2.5. Mutational analysis
Mutational analysis for patients with suspected ECD was performed as described previously [6]. Mutational analysis for patients with suspected APS1 was performed commercially at Athena Diagnostics, Worcester, MA.
3. Results
3.1. Group A patient characteristics and brief case histories
There were 7 cases having nearly normal mucosa but with few EE or EC cells. They all had chronic unexplained D/M. In the cases that were eventually traced to APS1 or ECD, the clinical diagnosis was not known or was suspected but unconfirmed before the histopathologic examination. The histopathologic examination was a major contributing factor to the eventual diagnosis. The patient characteristics are summarized in Table 1.
Table 1.
Group A, B, C patient characteristics
No. | Age | Sex | History of consanguinity |
Symptomatology and clinical diagnosis(es) | Site of colonic biopsy |
---|---|---|---|---|---|
A1 | 3 mo | Female | Yes | Congenital malabsorptive diarrhea, pathological examination suggested ECD | Transverse |
A2 | 6 mo | Male | Yes | Congenital malabsorptive diarrhea | 25 cm |
A3 | 1 y | Male | No | Acquired childhood chronic diarrhea | 40 cm |
A4 | 6 y | Female | No | GVHD, chronic diarrhea | Ascending |
A5 | 63 y | Male | No | s/p lung transplant, chronic diarrhea | Transverse |
A6 | 11 y | Male | Yes | Malabsorptive diarrhea, clinically suspected APS1, later confirmed | Not known |
A7 | 15 y | Female | Yes | Gut motility disorder, growth hormone deficiency, hypocalcemia, malabsorption, APS1 suggested based on mucosal histopathology, later confirmed | Right |
B1 | 44 y | Male | No | GVHD, acute myelogenous leukemia | Descending |
B2 | 24 y | Male | No | GVHD, ALL | 25 cm |
B3 | 42 y | Female | No | GVHD, ALL | Ascending |
B4 | 54 y | Female | No | GVHD, ALL | 40 cm |
B5 | 26 y | Male | No | GVHD, Hodgkin lymphoma | Rectum |
B6 | 1y | Male | No | GVHD, juvenile myelomonocytic leukemia | Right |
C1 | 75 y | Male | No | GI bleed | Transverse |
C2 | 72 y | Female | No | Incontinence | Not known |
C3 | 36 y | Female | No | Nausea, vomiting, abdominal pain | Left |
C4 | 59 y | Female | No | Screening examination, remote history of constipation predominant IBS | Not known |
C5 | 15 y | Female | No | Hematochezia | Not known |
C6 | 21 y | Female | No | Abdominal pain | Not known |
C7 | 33 y | Female | No | Constipation predominant IBS | Not known |
Abbreviations: ALL, acute lymphocytic leukemia; s/p, status post; GI, gastrointestinal; IBS, irritable bowel syndrome.

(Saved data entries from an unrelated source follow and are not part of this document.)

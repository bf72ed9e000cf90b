//! End-to-end checks of the library API on small synthetic genomes.

use hapconnect::alignment_record::{Placement, Strand};
use hapconnect::connect::{ConnectPostProcess, ConnectProcess, WorkItemPair};
use hapconnect::consistency::{check_alignments_are_consistent, ConsistencyParams};
use hapconnect::dna::reverse_complement;
use hapconnect::index::IndexSet;
use hapconnect::overlap::SuffixPrefixOracle;
use hapconnect::parallel::{process_parallel, HarnessConfig};
use hapconnect::placement::{align_haplotype_to_reference, coalesce_alignments, PlacementParams};
use hapconnect::recruit::{extract_haplotype_reads, RecruitParams};
use hapconnect::sequence_store::{ReadTable, SeqRecord};
use hapconnect::window::{extract_reference, extract_reference_substrings, make_flanking_haplotypes};

fn lcg_sequence(len: usize, seed: u64, alphabet: &[u8]) -> Vec<u8> {
    let mut state = seed;
    (0..len)
        .map(|_| {
            state = state
                .wrapping_mul(6364136223846793005)
                .wrapping_add(1442695040888963407);
            alphabet[(state >> 33) as usize % alphabet.len()]
        })
        .collect()
}

fn table(records: Vec<(&str, Vec<u8>)>) -> ReadTable {
    ReadTable::from_records(records.into_iter().map(|(name, seq)| SeqRecord::new(name, seq))).unwrap()
}

#[test]
fn test_exact_haplotype_is_placed_once() {
    // No G or T outside the planted copy, so it is the only occurrence
    let mut contig = lcg_sequence(300, 1, b"AC");
    contig[100..108].copy_from_slice(b"ACGTACGT");
    let reference = table(vec![("chr1", contig), ("chr2", lcg_sequence(200, 2, b"AC"))]);
    let index = IndexSet::build(&reference, 4, 4).unwrap();

    let placements = align_haplotype_to_reference(
        b"ACGTACGT",
        &index.fm,
        &index.ssa,
        &reference,
        &PlacementParams::default(),
    );
    assert_eq!(placements.len(), 1);
    let placement = placements[0];
    assert_eq!(placement.reference_id, 0);
    assert_eq!(placement.position, 100);
    assert_eq!(placement.length, 8);
    assert!(!placement.is_reverse_complement());
    assert_eq!(extract_reference(&placement, &reference, 0).unwrap(), b"ACGTACGT".to_vec());
}

#[test]
fn test_overlapping_placements_coalesce() {
    let mut placements = vec![
        Placement::new(0, 104, 8, 8, Strand::Forward),
        Placement::new(0, 100, 8, 8, Strand::Forward),
    ];
    coalesce_alignments(&mut placements, 0);
    assert_eq!(placements.len(), 1);
    assert_eq!(placements[0].locus_key(), (0, 100));
    assert_eq!(placements[0].length, 12);
}

#[test]
fn test_reverse_strand_haplotype_with_flanks() {
    let contig = lcg_sequence(600, 3, b"ACGT");
    let reference = table(vec![("chr1", contig.clone())]);
    let index = IndexSet::build(&reference, 8, 6).unwrap();

    let haplotype = reverse_complement(&contig[250..330]);
    let placements =
        align_haplotype_to_reference(&haplotype, &index.fm, &index.ssa, &reference, &PlacementParams::default());
    assert_eq!(placements, vec![Placement::new(0, 250, 80, 80, Strand::Reverse)]);

    let flanked = make_flanking_haplotypes(&placements[0], &reference, 30, &[haplotype]).unwrap();
    assert_eq!(flanked.len(), 2);
    assert_eq!(flanked[0], contig[220..360].to_vec());
    assert_eq!(flanked[1], contig[220..360].to_vec());

    let window = extract_reference_substrings(&placements[0], &reference, 30).unwrap();
    assert!(check_alignments_are_consistent(&window.full(), &flanked, &ConsistencyParams::default()));
}

#[test]
fn test_read_pairs_resolve_in_input_order() {
    let oracle = SuffixPrefixOracle::default();
    let pairs: Vec<WorkItemPair> = (0..25u64)
        .map(|i| {
            let fragment = lcg_sequence(90, 100 + i, b"ACGT");
            // every third pair has mates that do not overlap
            let second_start = if i % 3 == 0 { 60 } else { 30 };
            let second_end = (second_start + 60).min(fragment.len());
            WorkItemPair::new(
                SeqRecord::new(format!("frag{i}/1"), fragment[..60].to_vec()),
                SeqRecord::new(
                    format!("frag{i}/2"),
                    reverse_complement(&fragment[second_start..second_end]),
                ),
            )
        })
        .collect();

    let processor = ConnectProcess::new(&oracle, 20);
    assert!(processor.process(&pairs[1]).is_resolved());
    assert!(!ConnectProcess::new(&oracle, 40).process(&pairs[1]).is_resolved());

    let mut sink = ConnectPostProcess::new(Vec::new(), 20).unwrap();
    let config = HarnessConfig {
        num_threads: 4,
        batch_size: 2,
    };
    let count = process_parallel(pairs, &processor, &mut sink, config).unwrap();
    assert_eq!(count, 25);
    let stats = sink.stats();
    assert_eq!(stats.unresolved, 9);
    assert_eq!(stats.resolved, 16);
}

#[test]
fn test_short_haplotype_recruits_nothing() {
    let genome = lcg_sequence(400, 5, b"ACGT");
    let reads = table(vec![
        ("r1/1", genome[0..50].to_vec()),
        ("r1/2", reverse_complement(&genome[100..150])),
        ("r2/1", genome[200..250].to_vec()),
        ("r2/2", reverse_complement(&genome[300..350])),
    ]);
    let index = IndexSet::build(&reads, 4, 6).unwrap();
    let params = RecruitParams {
        k: 15,
        ..RecruitParams::default()
    };

    let recruited = extract_haplotype_reads(
        &[genome[10..20].to_vec()],
        &index.fm,
        &index.cache,
        &index.ssa,
        &reads,
        &params,
    );
    assert!(recruited.reads.is_empty());
    assert!(recruited.mates.is_empty());

    let recruited = extract_haplotype_reads(
        &[genome[10..60].to_vec()],
        &index.fm,
        &index.cache,
        &index.ssa,
        &reads,
        &params,
    );
    let names: Vec<&str> = recruited.reads.iter().map(|r| r.name.as_str()).collect();
    assert_eq!(names, vec!["r1/1"]);
    assert_eq!(recruited.mates.len(), 1);
    assert_eq!(recruited.mates[0].name, "r1/2");
}

#[test]
fn test_window_at_contig_start_has_no_upstream() {
    let reference = table(vec![("chr1", lcg_sequence(100, 6, b"ACGT"))]);
    let placement = Placement::new(0, 0, 20, 20, Strand::Forward);
    for flanking in [0, 5, 50, 500] {
        let window = extract_reference_substrings(&placement, &reference, flanking).unwrap();
        assert!(window.upstream.is_empty());
        assert_eq!(window.defined.len(), 20);
        assert_eq!(window.downstream.len(), flanking.min(80));
    }
}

Patient A1 had congenital diarrhea and was found to have only rare EE cells in the small bowel and none in the colon, consistent with a dysgenesis of EE cells. The gastric endocrine cells were present in a normal distribution. Subsequent DNA sequencing revealed a homozygous mutation in NEUROG3, confirming a diagnosis of ECD. This is the first report of a female with ECD.
Patient A2, a 6-month-old male infant, also had congenital diarrhea and reportedly normal small bowel and colonic mucosal biopsies on 2 separate occasions. Electron microscopy was negative and specifically excluded microvillus inclusion disease; disaccharidase deficiencies were also excluded in metabolic assays. However, the number of EC cells was markedly diminished in the colon, small intestine, and stomach on both sets of biopsies. Serum 5HT was 34 ng/mL (reference range, 50-220).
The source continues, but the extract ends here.